Look over the listing below and tally the lines in which the word "BTreeMap" turns up. Answer with the tally only.

Provided information:
※

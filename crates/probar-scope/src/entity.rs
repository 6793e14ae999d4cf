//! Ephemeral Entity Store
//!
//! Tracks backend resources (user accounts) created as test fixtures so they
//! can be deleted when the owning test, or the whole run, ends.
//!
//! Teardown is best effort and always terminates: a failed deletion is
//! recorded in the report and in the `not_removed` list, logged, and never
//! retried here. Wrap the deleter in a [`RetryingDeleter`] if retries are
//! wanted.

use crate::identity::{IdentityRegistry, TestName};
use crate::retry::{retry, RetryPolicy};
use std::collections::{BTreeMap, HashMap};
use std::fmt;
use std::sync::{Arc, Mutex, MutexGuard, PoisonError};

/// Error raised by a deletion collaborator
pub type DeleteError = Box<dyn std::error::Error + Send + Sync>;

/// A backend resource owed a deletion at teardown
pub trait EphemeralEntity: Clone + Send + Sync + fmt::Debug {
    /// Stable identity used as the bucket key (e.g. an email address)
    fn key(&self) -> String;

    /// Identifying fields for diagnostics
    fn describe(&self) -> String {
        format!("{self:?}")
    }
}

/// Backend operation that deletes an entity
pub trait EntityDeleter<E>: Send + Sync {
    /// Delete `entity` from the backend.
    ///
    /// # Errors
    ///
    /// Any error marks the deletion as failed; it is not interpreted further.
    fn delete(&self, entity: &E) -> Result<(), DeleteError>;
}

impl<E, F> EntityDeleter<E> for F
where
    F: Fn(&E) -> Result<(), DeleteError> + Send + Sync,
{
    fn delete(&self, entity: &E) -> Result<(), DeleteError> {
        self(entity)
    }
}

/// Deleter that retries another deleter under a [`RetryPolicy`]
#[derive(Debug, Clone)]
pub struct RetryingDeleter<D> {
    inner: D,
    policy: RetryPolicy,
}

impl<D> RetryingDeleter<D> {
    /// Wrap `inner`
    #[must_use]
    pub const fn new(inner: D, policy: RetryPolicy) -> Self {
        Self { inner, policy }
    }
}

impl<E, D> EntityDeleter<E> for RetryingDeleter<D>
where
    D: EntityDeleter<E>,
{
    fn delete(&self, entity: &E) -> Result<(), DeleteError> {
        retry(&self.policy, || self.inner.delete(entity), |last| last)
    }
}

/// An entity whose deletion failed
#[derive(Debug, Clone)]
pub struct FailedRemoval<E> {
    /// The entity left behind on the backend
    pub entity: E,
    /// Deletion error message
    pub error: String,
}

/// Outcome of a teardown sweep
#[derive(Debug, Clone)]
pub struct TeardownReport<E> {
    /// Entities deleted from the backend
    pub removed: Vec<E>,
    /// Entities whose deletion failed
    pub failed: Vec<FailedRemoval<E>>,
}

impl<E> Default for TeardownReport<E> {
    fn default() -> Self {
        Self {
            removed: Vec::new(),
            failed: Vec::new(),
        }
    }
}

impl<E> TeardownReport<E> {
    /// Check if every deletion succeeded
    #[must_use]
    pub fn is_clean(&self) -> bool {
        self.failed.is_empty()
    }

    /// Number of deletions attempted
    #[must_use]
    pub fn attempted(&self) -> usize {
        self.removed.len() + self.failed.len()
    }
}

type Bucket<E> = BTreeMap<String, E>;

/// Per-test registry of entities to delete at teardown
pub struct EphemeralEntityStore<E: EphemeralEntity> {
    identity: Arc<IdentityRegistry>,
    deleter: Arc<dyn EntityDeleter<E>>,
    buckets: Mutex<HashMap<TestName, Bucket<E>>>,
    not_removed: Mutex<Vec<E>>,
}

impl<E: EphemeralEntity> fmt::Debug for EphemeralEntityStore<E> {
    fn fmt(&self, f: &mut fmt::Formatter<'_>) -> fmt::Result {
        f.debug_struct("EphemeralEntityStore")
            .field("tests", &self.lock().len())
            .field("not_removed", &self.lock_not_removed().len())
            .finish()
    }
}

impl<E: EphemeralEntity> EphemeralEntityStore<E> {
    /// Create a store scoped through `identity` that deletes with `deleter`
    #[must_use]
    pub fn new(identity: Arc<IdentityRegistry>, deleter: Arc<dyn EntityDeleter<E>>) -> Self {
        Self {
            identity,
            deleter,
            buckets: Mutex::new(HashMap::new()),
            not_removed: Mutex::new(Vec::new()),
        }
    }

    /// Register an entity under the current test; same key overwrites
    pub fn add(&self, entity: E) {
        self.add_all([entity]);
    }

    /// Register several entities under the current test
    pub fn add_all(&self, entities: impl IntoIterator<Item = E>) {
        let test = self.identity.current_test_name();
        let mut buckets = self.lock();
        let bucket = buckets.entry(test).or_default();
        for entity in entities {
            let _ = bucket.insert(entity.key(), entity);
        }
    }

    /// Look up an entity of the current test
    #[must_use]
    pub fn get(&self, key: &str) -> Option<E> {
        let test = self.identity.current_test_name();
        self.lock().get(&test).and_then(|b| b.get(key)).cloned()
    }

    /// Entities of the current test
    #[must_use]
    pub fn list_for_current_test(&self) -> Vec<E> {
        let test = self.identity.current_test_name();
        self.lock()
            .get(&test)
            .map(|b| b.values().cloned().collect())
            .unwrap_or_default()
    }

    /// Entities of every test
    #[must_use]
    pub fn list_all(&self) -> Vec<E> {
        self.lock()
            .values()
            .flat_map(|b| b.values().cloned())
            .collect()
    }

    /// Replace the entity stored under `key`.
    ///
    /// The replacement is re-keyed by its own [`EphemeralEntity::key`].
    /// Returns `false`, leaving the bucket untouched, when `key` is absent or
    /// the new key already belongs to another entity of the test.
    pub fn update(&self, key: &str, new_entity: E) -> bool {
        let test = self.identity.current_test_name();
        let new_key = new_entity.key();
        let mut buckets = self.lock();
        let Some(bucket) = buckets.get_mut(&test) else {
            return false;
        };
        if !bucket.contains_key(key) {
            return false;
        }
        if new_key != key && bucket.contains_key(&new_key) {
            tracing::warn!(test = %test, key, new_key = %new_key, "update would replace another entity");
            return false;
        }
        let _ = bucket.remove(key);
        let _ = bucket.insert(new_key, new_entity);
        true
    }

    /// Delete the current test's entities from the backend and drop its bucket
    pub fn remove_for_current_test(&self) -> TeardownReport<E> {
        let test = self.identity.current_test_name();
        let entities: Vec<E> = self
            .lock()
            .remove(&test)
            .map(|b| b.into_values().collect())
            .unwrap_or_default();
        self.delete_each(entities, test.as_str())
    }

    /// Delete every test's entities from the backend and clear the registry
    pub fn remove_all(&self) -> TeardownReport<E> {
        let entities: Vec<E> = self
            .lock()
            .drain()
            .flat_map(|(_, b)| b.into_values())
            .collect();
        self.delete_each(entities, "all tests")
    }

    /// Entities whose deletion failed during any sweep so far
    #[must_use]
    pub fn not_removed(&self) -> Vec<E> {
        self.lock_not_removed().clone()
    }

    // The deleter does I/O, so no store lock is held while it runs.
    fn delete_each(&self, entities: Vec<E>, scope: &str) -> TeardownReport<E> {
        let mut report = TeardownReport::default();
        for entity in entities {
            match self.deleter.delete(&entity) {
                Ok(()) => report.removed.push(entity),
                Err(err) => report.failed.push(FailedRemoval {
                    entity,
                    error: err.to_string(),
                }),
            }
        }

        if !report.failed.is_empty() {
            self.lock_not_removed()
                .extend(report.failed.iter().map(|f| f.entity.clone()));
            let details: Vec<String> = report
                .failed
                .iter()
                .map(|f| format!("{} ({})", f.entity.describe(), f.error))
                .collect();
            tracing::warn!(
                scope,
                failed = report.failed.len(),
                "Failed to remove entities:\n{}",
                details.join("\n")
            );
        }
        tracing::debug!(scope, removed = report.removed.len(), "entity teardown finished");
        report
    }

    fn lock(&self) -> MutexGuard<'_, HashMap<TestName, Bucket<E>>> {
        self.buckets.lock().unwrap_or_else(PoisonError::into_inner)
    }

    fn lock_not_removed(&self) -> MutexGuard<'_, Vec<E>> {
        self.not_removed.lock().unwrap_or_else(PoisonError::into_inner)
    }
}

※

Result: 2